The Top_Unknown_Barcodes.csv file lists the most commonly encountered barcode sequences in the flow cell input that are not listed in the sample sheet. The 100 most common unlisted sequences are listed, along with any other sequences with a frequency equivalent to the 100th most commonly encountered sequence. The following information is included in the Top_Unknown_Barcodes.csv output file.
Column |
Description |
---|---|
Lane |
The lane for each metric. |
index |
The first index value of this unlisted sequence. |
index2 |
The second index value of this unlisted sequence. |
# Reads |
The total number of pass-filter reads mapping to the index and index2 combination. |
% of Unknown Barcodes |
The percentage of unknown pass-filter reads mapping to the index and index2 combination. |
% of All Reads |
The percentage of all pass-filter reads mapping to the index and index2 combination. |

As converted versions of BCL files, FASTQ files are the primary output of DRAGEN. Like BCL files, FASTQ files contain base calls with associated Q-scores. Unlike BCL files, which contain per‑cycle data, FASTQ files contain the per-read data that most analysis applications require.

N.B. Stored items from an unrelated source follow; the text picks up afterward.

use serde::{Deserialize, Serialize};

use crate::entities::Coordinates;
use crate::geo;

/// A named pickup, drop-off or home-base location.
#[derive(Clone, Debug, PartialEq, Serialize, Deserialize)]
pub struct Place {
    pub name: String,
    pub coordinates: Coordinates,
    /// Nominal kilometres from the city's reference point.
    pub base_distance: f64,
}

impl Place {
    pub fn new(name: impl Into<String>, latitude: f64, longitude: f64, base_distance: f64) -> Self {
        Self {
            name: name.into(),
            coordinates: Coordinates::new(latitude, longitude),
            base_distance,
        }
    }

    pub fn distance_km(&self, other: &Place) -> f64 {
        geo::haversine_km(self.coordinates.into(), other.coordinates.into())
    }
}
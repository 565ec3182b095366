use serde::{Deserialize, Serialize};

/// A registered rider's public profile.
#[derive(Clone, Debug, PartialEq, Serialize, Deserialize)]
pub struct Rider {
    id: String,
    name: String,
    age: u32,
    phone_number: String,
}

impl Rider {
    pub fn new(id: impl Into<String>, name: impl Into<String>, age: u32, phone_number: impl Into<String>) -> Self {
        Self {
            id: id.into(),
            name: name.into(),
            age,
            phone_number: phone_number.into(),
        }
    }

    pub fn id(&self) -> &str {
        &self.id
    }

    pub fn name(&self) -> &str {
        &self.name
    }
}

#[derive(Clone, Debug, PartialEq, Serialize, Deserialize)]
pub struct RiderRegistration {
    pub username: String,
    #[serde(default)]
    pub password: String,
    pub name: String,
    pub age: u32,
    pub phone_number: String,
}
use std::collections::HashSet;
use std::sync::Arc;
use std::time::Duration;

use tokio::sync::{Mutex, MutexGuard};

use crate::entities::{Driver, Place};
use crate::error::Error;
use crate::places::PlaceRegistry;
use crate::store::{contains_separator, decode_lines, DriverRecord, Line, Record, RecordStore};

use super::dispatch::Candidates;

/// The authoritative set of drivers, persisted one line per driver.
///
/// Every read or mutation happens inside a [`DirectoryTx`], and only one
/// transaction can be open at a time.
pub struct DriverDirectory {
    store: Arc<dyn RecordStore>,
    places: PlaceRegistry,
    lock: Mutex<()>,
    lock_timeout: Duration,
}

impl DriverDirectory {
    pub fn new(store: Arc<dyn RecordStore>, places: PlaceRegistry, lock_timeout: Duration) -> Self {
        Self {
            store,
            places,
            lock: Mutex::new(()),
            lock_timeout,
        }
    }

    /// Takes the directory lock, failing with `Busy` once the timeout lapses,
    /// and loads the current records.
    #[tracing::instrument(skip(self))]
    pub async fn begin(&self) -> Result<DirectoryTx<'_>, Error> {
        let guard = tokio::time::timeout(self.lock_timeout, self.lock.lock())
            .await
            .map_err(|_| {
                tracing::warn!("timed out waiting for the driver directory");
                Error::busy_error()
            })?;

        let lines = self.store.read_lines().await?;

        Ok(DirectoryTx::new(guard, self, lines))
    }

    pub async fn all(&self) -> Result<Vec<Driver>, Error> {
        Ok(self.begin().await?.drivers())
    }

    pub async fn find(&self, id: &str) -> Result<Driver, Error> {
        self.begin()
            .await?
            .find(id)
            .ok_or_else(|| Error::unknown_driver_error(id))
    }

    pub async fn find_by_vehicle_class(&self, vehicle_class: &str) -> Result<Vec<Driver>, Error> {
        Ok(self.begin().await?.find_by_vehicle_class(vehicle_class))
    }

    #[tracing::instrument(skip(self))]
    pub async fn relocate(&self, id: &str, place_name: &str) -> Result<Driver, Error> {
        let mut tx = self.begin().await?;
        let place = self.places.resolve(place_name)?.clone();
        let driver = tx.relocate(id, &place)?;
        tx.commit().await?;

        Ok(driver)
    }

    #[tracing::instrument(skip(self, record), fields(driver = %record.username))]
    pub async fn register(&self, record: DriverRecord) -> Result<Driver, Error> {
        let mut tx = self.begin().await?;
        let driver = tx.insert(record)?;
        tx.commit().await?;

        Ok(driver)
    }
}

/// An exclusive read-modify-write session over the directory.
///
/// Changes are buffered until [`commit`](Self::commit); dropping the
/// transaction discards them.
pub struct DirectoryTx<'a> {
    _guard: MutexGuard<'a, ()>,
    directory: &'a DriverDirectory,
    lines: Vec<Line>,
    // index into `lines` for every usable record, first occurrence of a username only
    records: Vec<(usize, DriverRecord)>,
    appended: usize,
    rewritten: bool,
}

impl<'a> DirectoryTx<'a> {
    fn new(guard: MutexGuard<'a, ()>, directory: &'a DriverDirectory, lines: Vec<Line>) -> Self {
        let mut seen = HashSet::new();
        let records = decode_lines::<DriverRecord>(&lines)
            .filter(|(index, record)| {
                if seen.insert(record.username.clone()) {
                    return true;
                }

                tracing::warn!(
                    line = index + 1,
                    driver = %record.username,
                    "skipping duplicate driver record"
                );
                false
            })
            .collect();

        Self {
            _guard: guard,
            directory,
            lines,
            records,
            appended: 0,
            rewritten: false,
        }
    }

    fn resolve(&self, record: &DriverRecord) -> Option<Driver> {
        match record.to_driver(&self.directory.places) {
            Ok(driver) => Some(driver),
            Err(err) => {
                tracing::warn!(driver = %record.username, "skipping driver: {}", err);
                None
            }
        }
    }

    /// Every driver whose location resolves, in file order.
    pub fn drivers(&self) -> Vec<Driver> {
        self.records
            .iter()
            .filter_map(|(_, record)| self.resolve(record))
            .collect()
    }

    pub fn find(&self, id: &str) -> Option<Driver> {
        self.records
            .iter()
            .find(|(_, record)| record.username == id)
            .and_then(|(_, record)| self.resolve(record))
    }

    /// Drivers whose vehicle class equals `vehicle_class` exactly, in file order.
    pub fn find_by_vehicle_class(&self, vehicle_class: &str) -> Vec<Driver> {
        self.records
            .iter()
            .filter(|(_, record)| record.vehicle_type == vehicle_class)
            .filter_map(|(_, record)| self.resolve(record))
            .collect()
    }

    /// Moves a driver to a catalog place. Unrelated fields and lines are kept as they are.
    pub fn relocate(&mut self, id: &str, place: &Place) -> Result<Driver, Error> {
        let known = self.directory.places.resolve(&place.name)?;
        if known != place {
            return Err(Error::unknown_place_error(&place.name));
        }

        let (index, record) = self
            .records
            .iter_mut()
            .find(|(_, record)| record.username == id)
            .ok_or_else(|| Error::unknown_driver_error(id))?;

        record.location = place.name.clone();
        self.lines[*index] = Line::from(record.encode()?);
        self.rewritten = true;

        let record = record.clone();
        let driver = record.to_driver(&self.directory.places)?;

        tracing::info!(driver = %id, place = %place.name, "relocated driver");

        Ok(driver)
    }

    /// Adds a new driver. The username must be free and the location a catalog place.
    pub fn insert(&mut self, record: DriverRecord) -> Result<Driver, Error> {
        if record.to_fields().iter().any(|field| contains_separator(field)) {
            return Err(Error::invalid_input_error());
        }

        if self.records.iter().any(|(_, r)| r.username == record.username) {
            return Err(Error::duplicate_driver_error(&record.username));
        }

        self.directory.places.resolve(&record.location)?;
        let driver = record.to_driver(&self.directory.places)?;

        self.lines.push(Line::from(record.encode()?));
        self.records.push((self.lines.len() - 1, record));
        self.appended += 1;

        Ok(driver)
    }

    /// Persists buffered changes and releases the lock.
    pub async fn commit(self) -> Result<(), Error> {
        let store = &self.directory.store;

        if self.rewritten {
            store.replace_lines(&self.lines).await?;
        } else {
            let start = self.lines.len() - self.appended;
            for line in &self.lines[start..] {
                store.append_line(line.as_str()?).await?;
            }
        }

        Ok(())
    }
}

impl Candidates for DirectoryTx<'_> {
    fn find_by_vehicle_class(&self, vehicle_class: &str) -> Vec<Driver> {
        DirectoryTx::find_by_vehicle_class(self, vehicle_class)
    }
}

DRAGENgenerates one FASTQ file for every sample, read, and lane. For example, for each sample in a paired-end run, the software generates two FASTQ files: one for Read 1 and one for Read 2. In addition to these sample FASTQ files, DRAGEN generates two FASTQ files per lane that contain all unknown samples. FASTQ files for Index Read 1 and Index Read 2 are not generated because the sequence is included in the header of each FASTQ entry.
The fastq_list.csv output file is located in the output folder with the FASTQ files. DRAGEN provides the associations between the sample indexes, lane, and the output FASTQ file names. The columns of each row are shown, along with example entries from a test run. For more information on running DRAGEN using fastq_list.csv, see FASTQ CSV File Format.
Column |
Description |
---|---|
RGID |
Read Group |
RGSM |
Sample ID |
RGLB |
Library |
Lane |
Flow cell lane |
Read1File |
Full path to a valid FASTQ input file |
Read2File |
Full path to a valid FASTQ input file. Required for paired-end input. If not using paired-end input, leave empty, |
The following is an example fastq_list.csv output file.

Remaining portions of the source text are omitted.